MID WYND INTERNATIONAL INVESTMENT TRUST PLC


Interim Management Report



Background


The world has shifted from robust growth and anxiety about inflation to a financial system in near collapse. Confidence and trust lie broken. We are in a sudden and deep recession. What should have been good news lies at the heart of the crisis. The competition globalisation brings and a near quadrupling of the global labour force involved in market economies over the past 25 years are excellent developments. The prolonged disinflation they have allowed was also excellent news. One can have too much of a good thing, however. An inadequate financial regulatory system and complacent central bankers combined with the unchanging forces of human nature led to uncontrolled credit expansion and what may be turning into debt deflation. 


Fixing the global banking system will take time. It collapsed through over leverage and abuse. The second round effect of debt default has really just begun and looks likely to be prolonged; so it can hardly be surprising that banks are unwilling, even where able, to make fresh loans. The response we have seen and seem sure to continue to see entails massive state intervention, plus monetary and fiscal stimulus on a scale and in ways never before attempted. This comes after a decade of ill-advised monetary stimulus and thereby mostly from a base of high debts and low savings, particularly in the US and UK. Government debt and deficits are also high and rising rapidly. Yet it should be clear that we cannot borrow our way out of debt, though we may try to inflate our way out of it. Excessive public sector debt will burden us for generations as a consequence of the policy response to this self-inflicted calamity and demographics will work against paying it down.
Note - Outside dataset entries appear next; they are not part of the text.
impl Var {
    pub(crate) fn new(name: VariableName, type_name: &'static str, base_sizes: Vec<usize>) -> Var {
        Var(Rc::new(RefCell::new(VariableData {
            name,
            type_name,
            base_sizes,
            intmd_sizes: Vec::new(),
            value: None,
            derivs: Vec::new(),
            sec_derivs: Vec::new(),
            reference: None,
        })))
    }

    pub(crate) fn new_with_intmd(
        name: VariableName,
        type_name: &'static str,
        intmd_sizes: Vec<usize>,
        base_sizes: Vec<usize>,
    ) -> Var {
        let var = Var::new(name, type_name, base_sizes);
        var.0.borrow_mut().intmd_sizes = intmd_sizes;
        var
    }

    pub fn name(&self) -> VariableName {
        self.0.borrow().name.clone()
    }

    pub fn type_name(&self) -> &'static str {
        self.0.borrow().type_name
    }

    pub fn base_sizes(&self) -> Vec<usize> {
        self.0.borrow().base_sizes.clone()
    }

    pub fn intmd_sizes(&self) -> Vec<usize> {
        self.resolve().0.borrow().intmd_sizes.clone()
    }

    /// Whether this variable stores its own value.
    pub fn owning(&self) -> bool {
        self.0.borrow().reference.is_none()
    }

    /// The ultimate referent of the alias chain.
    pub fn resolve(&self) -> Var {
        let mut current = self.clone();
        loop {
            let next = current.0.borrow().reference.clone();
            match next {
                Some(next) => current = next,
                None => return current,
            }
        }
    }

    /// Establishes the alias to another variable. A variable can only
    /// reference once.
    pub fn set_reference(&self, other: &Var) -> Result<()> {
        let mut data = self.0.borrow_mut();
        if data.reference.is_some() {
            return Err(MateriaError::setup(format!(
                "variable '{}' already references another variable",
                data.name
            )));
        }
        if other.base_sizes() != data.base_sizes {
            return Err(MateriaError::setup(format!(
                "variable '{}' (base shape {:?}) cannot reference '{}' (base shape {:?})",
                data.name,
                data.base_sizes,
                other.name(),
                other.base_sizes()
            )));
        }
        data.reference = Some(other.clone());
        Ok(())
    }

    pub fn same_slot(&self, other: &Var) -> bool {
        Rc::ptr_eq(&self.resolve().0, &other.resolve().0)
    }

    pub fn defined(&self) -> bool {
        self.resolve().0.borrow().value.is_some()
    }

    /// The variable value.
    pub fn value(&self) -> Result<Tensor> {
        let referent = self.resolve();
        let data = referent.0.borrow();
        data.value.clone().ok_or_else(|| {
            MateriaError::setup(format!("variable '{}' has no value", data.name))
        })
    }

    /// Assigns the variable value, caching the intermediate shape.
    pub fn set(&self, value: Tensor) -> Result<()> {
        {
            let data = self.0.borrow();
            if value.base_sizes() != data.base_sizes.as_slice() {
                return Err(MateriaError::shape(format!(
                    "cannot assign base shape {:?} to variable '{}' with base shape {:?}",
                    value.base_sizes(),
                    data.name,
                    data.base_sizes
                )));
            }
            if cfg!(debug_assertions)
                && !crate::jit::tracer::is_tracing()
                && !value.all_finite()
            {
                return Err(MateriaError::numerical(format!(
                    "non-finite value assigned to variable '{}'",
                    data.name
                )));
            }
        }
        let referent = self.resolve();
        let mut data = referent.0.borrow_mut();
        data.intmd_sizes = value.intmd_sizes().to_vec();
        data.value = Some(value);
        if !Rc::ptr_eq(&self.0, &referent.0) {
            self.0.borrow_mut().intmd_sizes = data.intmd_sizes.clone();
        }
        Ok(())
    }

    /// Sets the variable value to zero with the cached intermediate
    /// shape and no dynamic dimensions.
    pub fn zero(&self) -> Result<()> {
        let (intmd, base) = {
            let data = self.0.borrow();
            (data.intmd_sizes.clone(), data.base_sizes.clone())
        };
        self.set(Tensor::zeros(&[], &intmd, &base))
    }

    /// The variable value in assembly format.
    pub fn get(&self) -> Result<Tensor> {
        let value = self.value()?;
        let data = self.0.borrow();
        to_assembly(
            &value,
            &[value.intmd_sizes()],
            &[&data.base_sizes],
            &data.name.to_string(),
        )
    }

    /// Assigns the variable value from a tensor in assembly format,
    /// using the cached intermediate shape.
    pub fn set_assembly(&self, assembly: Tensor) -> Result<()> {
        let (intmd, base, name) = {
            let referent = self.resolve();
            let data = referent.0.borrow();
            (
                data.intmd_sizes.clone(),
                data.base_sizes.clone(),
                data.name.to_string(),
            )
        };
        let value = from_assembly(&assembly, &[&intmd], &[&base], &name)?;
        self.set(value)
    }

    pub fn requires_grad(&self) -> bool {
        let referent = self.resolve();
        let data = referent.0.borrow();
        data.value.as_ref().map(|v| v.requires_grad()).unwrap_or(false)
    }

    /// Marks the current value as a differentiation leaf.
    pub fn requires_grad_(&self) -> Result<()> {
        let referent = self.resolve();
        let mut data = referent.0.borrow_mut();
        match data.value.as_mut() {
            Some(value) => {
                value.requires_grad_();
                Ok(())
            }
            None => Err(MateriaError::setup(format!(
                "cannot differentiate with respect to undefined variable '{}'",
                data.name
            ))),
        }
    }

    /// Clears the value (on the owning variable) and the derivatives.
    pub fn clear(&self) {
        let mut data = self.0.borrow_mut();
        if data.reference.is_none() {
            data.value = None;
        }
        data.derivs.clear();
        data.sec_derivs.clear();
    }

    pub fn clear_derivatives(&self) {
        let mut data = self.0.borrow_mut();
        data.derivs.clear();
        data.sec_derivs.clear();
    }

    fn arg_info(x: &Var, dep_dims: &[i64]) -> Result<ArgInfo> {
        let intmd = x.intmd_sizes();
        let mut dims: Vec<usize> = dep_dims
            .iter()
            .map(|d| normalize_dim(*d, intmd.len().max(1)))
            .collect::<Result<_>>()?;
        dims.sort_unstable();
        Ok(ArgInfo {
            name: x.name(),
            intmd_sizes: intmd,
            base_sizes: x.base_sizes(),
            dep_dims: dims,
        })
    }

    fn slot_index(
        slots: &mut Vec<DerivSlot>,
        y_intmd: Vec<usize>,
        y_base: Vec<usize>,
        y_dep: Vec<usize>,
        args: Vec<ArgInfo>,
    ) -> usize {
        let arg_names: Vec<&VariableName> = args.iter().map(|a| &a.name).collect();
        if let Some(i) = slots.iter().position(|s| {
            s.args.len() == arg_names.len()
                && s.args.iter().zip(&arg_names).all(|(a, n)| a.name == **n)
        }) {
            return i;
        }
        slots.push(DerivSlot {
            y_intmd,
            y_base,
            y_dep_dims: y_dep,
            args,
            value: None,
            assembly: None,
        });
        slots.len() - 1
    }

    fn normalized_y_deps(&self, dep_dims: &[i64]) -> Result<Vec<usize>> {
        let intmd = self.intmd_sizes();
        let mut dims: Vec<usize> = dep_dims
            .iter()
            .map(|d| normalize_dim(*d, intmd.len().max(1)))
            .collect::<Result<_>>()?;
        dims.sort_unstable();
        Ok(dims)
    }

    /// Assigns (additively) the first derivative with respect to `x`.
    pub fn d_assign(&self, x: &Var, v: Tensor) -> Result<()> {
        self.d_assign_deps(x, &[], &[], v)
    }

    /// Assigns the first derivative with declared dependent intermediate
    /// dimensions for the variable and the argument.
    pub fn d_assign_deps(&self, x: &Var, y_dep: &[i64], x_dep: &[i64], v: Tensor) -> Result<()> {
        let arg = Self::arg_info(x, x_dep)?;
        let y_dep = self.normalized_y_deps(y_dep)?;
        let (y_intmd, y_base) = (self.intmd_sizes(), self.base_sizes());
        let mut data = self.0.borrow_mut();
        let name = data.name.clone();
        let i = Self::slot_index(&mut data.derivs, y_intmd, y_base, y_dep, vec![arg]);
        data.derivs[i].assign(v, &name)
    }

    /// Assigns (additively) the second derivative with respect to `x1`
    /// and `x2`.
    pub fn d2_assign(&self, x1: &Var, x2: &Var, v: Tensor) -> Result<()> {
        self.d2_assign_deps(x1, x2, &[], &[], &[], v)
    }

    pub fn d2_assign_deps(
        &self,
        x1: &Var,
        x2: &Var,
        y_dep: &[i64],
        x1_dep: &[i64],
        x2_dep: &[i64],
        v: Tensor,
    ) -> Result<()> {
        let args = vec![Self::arg_info(x1, x1_dep)?, Self::arg_info(x2, x2_dep)?];
        let y_dep = self.normalized_y_deps(y_dep)?;
        let (y_intmd, y_base) = (self.intmd_sizes(), self.base_sizes());
        let mut data = self.0.borrow_mut();
        let name = data.name.clone();
        let i = Self::slot_index(&mut data.sec_derivs, y_intmd, y_base, y_dep, args);
        data.sec_derivs[i].assign(v, &name)
    }

    /// Sets the first derivative with respect to `x` from its assembly
    /// form.
    pub fn d_set_assembly(&self, x: &Var, assembly: Tensor) -> Result<()> {
        let arg = Self::arg_info(x, &[])?;
        let (y_intmd, y_base) = (self.intmd_sizes(), self.base_sizes());
        let mut data = self.0.borrow_mut();
        let name = data.name.clone();
        let i = Self::slot_index(&mut data.derivs, y_intmd, y_base, Vec::new(), vec![arg]);
        data.derivs[i].set(assembly, &name)
    }

    /// Sets the second derivative with respect to `x1` and `x2` from
    /// its assembly form.
    pub fn d2_set_assembly(&self, x1: &Var, x2: &Var, assembly: Tensor) -> Result<()> {
        let args = vec![Self::arg_info(x1, &[])?, Self::arg_info(x2, &[])?];
        let (y_intmd, y_base) = (self.intmd_sizes(), self.base_sizes());
        let mut data = self.0.borrow_mut();
        let name = data.name.clone();
        let i = Self::slot_index(&mut data.sec_derivs, y_intmd, y_base, Vec::new(), args);
        data.sec_derivs[i].set(assembly, &name)
    }

    /// Whether a non-null derivative with respect to `x` exists.
    pub fn has_derivative(&self, x: &VariableName) -> bool {
        self.0
            .borrow()
            .derivs
            .iter()
            .any(|s| s.args[0].name == *x && s.value.is_some())
    }

    /// The first derivatives in assembly form, in assignment order.
    pub fn derivatives(&self) -> Result<Vec<(VariableName, Tensor)>> {
        let mut data = self.0.borrow_mut();
        let name = data.name.clone();
        let mut out = Vec::new();
        for slot in data.derivs.iter_mut() {
            if let Some(assembly) = slot.get(&name)? {
                out.push((slot.args[0].name.clone(), assembly));
            }
        }
        Ok(out)
    }

    /// The second derivatives in assembly form, in assignment order.
    pub fn second_derivatives(&self) -> Result<Vec<(VariableName, VariableName, Tensor)>> {
        let mut data = self.0.borrow_mut();
        let name = data.name.clone();
        let mut out = Vec::new();
        for slot in data.sec_derivs.iter_mut() {
            if let Some(assembly) = slot.get(&name)? {
                out.push((slot.args[0].name.clone(), slot.args[1].name.clone(), assembly));
            }
        }
        Ok(out)
    }

    /// The assembly form of one first derivative.
    pub fn derivative_assembly(&self, x: &VariableName) -> Result<Option<Tensor>> {
        let mut data = self.0.borrow_mut();
        let name = data.name.clone();
        for slot in data.derivs.iter_mut() {
            if slot.args[0].name == *x {
                return slot.get(&name);
            }
        }
        Ok(None)
    }

    /// The assembly form of one second derivative.
    pub fn second_derivative_assembly(
        &self,
        x1: &VariableName,
        x2: &VariableName,
    ) -> Result<Option<Tensor>> {
        let mut data = self.0.borrow_mut();
        let name = data.name.clone();
        for slot in data.sec_derivs.iter_mut() {
            if slot.args[0].name == *x1 && slot.args[1].name == *x2 {
                return slot.get(&name);
            }
        }
        Ok(None)
    }

    /// The logical (full intermediate shape) form of one derivative.
    pub fn derivative_logical(&self, x: &VariableName) -> Option<Tensor> {
        self.0
            .borrow()
            .derivs
            .iter()
            .find(|s| s.args[0].name == *x)
            .and_then(|s| s.value.clone())
    }
}
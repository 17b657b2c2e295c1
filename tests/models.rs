//! End-to-end model evaluation through the factory: scalar models,
//! linear isotropic elasticity, and nonlinear parameter coupling.

use approx::assert_relative_eq;
use materia::base::{parser, Factory, Registry};
use materia::prelude::*;

fn v(s: &str) -> VariableName {
    VariableName::parse(s)
}

fn factory(text: &str) -> Factory {
    Factory::new(parser::parse(text).unwrap(), Registry::with_builtins()).unwrap()
}

#[test]
fn scalar_offset_from_input_file() {
    let mut factory = factory(
        r"
        [Models]
          [eq]
            type = ScalarOffset
            x = 'forces.x'
            y = 'state.y'
            offset = 0.6
          []
        []
        ",
    );
    let model = factory.get_model("eq").unwrap();

    let mut inputs = ValueMap::new();
    inputs.insert("forces.x".into(), Tensor::scalar(5.0));
    let outputs = model.borrow_mut().value(&inputs).unwrap();

    assert_relative_eq!(outputs[&v("state.y")].item().unwrap(), 5.6);
}

#[test]
fn load_model_from_disk() {
    let path = std::env::temp_dir().join("materia_scalar_offset_test.i");
    std::fs::write(
        &path,
        "[Models]\n  [eq]\n    type = ScalarOffset\n    offset = 0.25\n  []\n[]\n",
    )
    .unwrap();

    let model = materia::base::load_model(&path, "eq").unwrap();
    let mut inputs = ValueMap::new();
    inputs.insert("forces.x".into(), Tensor::scalar(1.0));
    let outputs = model.borrow_mut().value(&inputs).unwrap();
    assert_relative_eq!(outputs[&v("state.y")].item().unwrap(), 1.25);

    std::fs::remove_file(&path).ok();
}

#[test]
fn factory_creates_each_model_once() {
    let mut factory = factory(
        r"
        [Models]
          [eq]
            type = ScalarOffset
            offset = 1.0
          []
        []
        ",
    );
    let a = factory.get_model("eq").unwrap();
    let b = factory.get_model("eq").unwrap();
    assert!(std::rc::Rc::ptr_eq(&a, &b));
}

/// Hooke's law with E = 100, nu = 0.3 against the closed-form isotropic
/// stress, component by component.
#[test]
fn linear_isotropic_elasticity() {
    let mut factory = factory(
        r"
        [Models]
          [model]
            type = LinearIsotropicElasticity
            strain = 'state.internal.Ee'
            stress = 'state.S'
            youngs_modulus = 100.0
            poissons_ratio = 0.3
          []
        []
        ",
    );
    let model = factory.get_model("model").unwrap();

    let strain = SR2::from_components(0.1, 0.05, -0.03, 0.02, 0.06, 0.03);
    let mut inputs = ValueMap::new();
    inputs.insert("state.internal.Ee".into(), strain.tensor().clone());
    let outputs = model.borrow_mut().value(&inputs).unwrap();

    let stress = SR2::from_tensor(outputs[&v("state.S")].clone()).unwrap();

    // lambda tr(e) I + 2 mu e
    let (e, nu) = (100.0, 0.3);
    let lambda = e * nu / ((1.0 + nu) * (1.0 - 2.0 * nu));
    let mu = e / (2.0 * (1.0 + nu));
    let tr = 0.1 + 0.05 - 0.03;

    let full = stress.to_full().unwrap();
    let strain_full = strain.to_full().unwrap();
    for i in 0..3 {
        for j in 0..3 {
            let expected = if i == j { lambda * tr } else { 0.0 }
                + 2.0 * mu * strain_full.tensor().at(&[i, j]);
            assert_relative_eq!(full.tensor().at(&[i, j]), expected, epsilon = 1e-10);
        }
    }
}

/// The stiffness parameters can be provided by another model, resolved
/// by name into nonlinear parameters.
#[test]
fn nonlinear_parameter_coupling() {
    let mut factory = factory(
        r"
        [Models]
          [E_model]
            type = ScalarConstantParameter
            value = 100.0
          []
          [model]
            type = LinearIsotropicElasticity
            youngs_modulus = 'E_model'
            poissons_ratio = 0.3
          []
        []
        ",
    );
    let model = factory.get_model("model").unwrap();

    let strain = SR2::from_components(0.01, 0.01, 0.01, 0.0, 0.0, 0.0);
    let mut inputs = ValueMap::new();
    inputs.insert("state.internal.Ee".into(), strain.tensor().clone());

    let (outputs, derivs) = model.borrow_mut().value_and_dvalue(&inputs).unwrap();

    let stress = &outputs[&v("state.S")];
    let k = 100.0 / (3.0 * (1.0 - 2.0 * 0.3));
    assert_relative_eq!(stress.data()[0], 3.0 * k * 0.01, epsilon = 1e-10);

    // The derivative with respect to the nonlinear parameter comes from
    // the differentiation graph: dS/dE = S / E for fixed nu.
    let ds_de = &derivs[&v("state.S")][&v("parameters.youngs_modulus")];
    assert_relative_eq!(ds_de.data()[0], stress.data()[0] / 100.0, epsilon = 1e-10);
}

/// Second derivatives extracted by differentiating the first derivative
/// again.
#[test]
fn second_derivatives_via_ad() {
    let mut factory = factory(
        r"
        [Models]
          [r]
            type = ScalarSquareResidual
          []
        []
        ",
    );
    let model = factory.get_model("r").unwrap();

    let mut inputs = ValueMap::new();
    inputs.insert("state.x".into(), Tensor::scalar(3.0));
    inputs.insert("forces.f".into(), Tensor::scalar(1.0));

    let (values, derivs, sec_derivs) = model
        .borrow_mut()
        .value_and_dvalue_and_d2value(&inputs)
        .unwrap();

    assert_relative_eq!(values[&v("residual.x")].item().unwrap(), 8.0);
    assert_relative_eq!(
        derivs[&v("residual.x")][&v("state.x")].item().unwrap(),
        6.0
    );
    assert_relative_eq!(
        sec_derivs[&v("residual.x")][&v("state.x")][&v("state.x")]
            .item()
            .unwrap(),
        2.0
    );
}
The world economy grew too fast for too long by borrowing growth from the future. It has a bad case of leverage and needs bed rest, not adrenaline administered by failed politicians. It is simply time for Western consumers to build up real savings from income as their apparent savings from asset price appreciation vanish. The current scale of wealth destruction is unprecedented in modern times and comfortably dwarfs even the unimaginably large amounts of money being printed and thrown at the problem. We should expect only to cushion the blow, not duck it. The way out of this tragedy must be catharsis. Predictions of rapid recovery six months away are likely to prove hollow.  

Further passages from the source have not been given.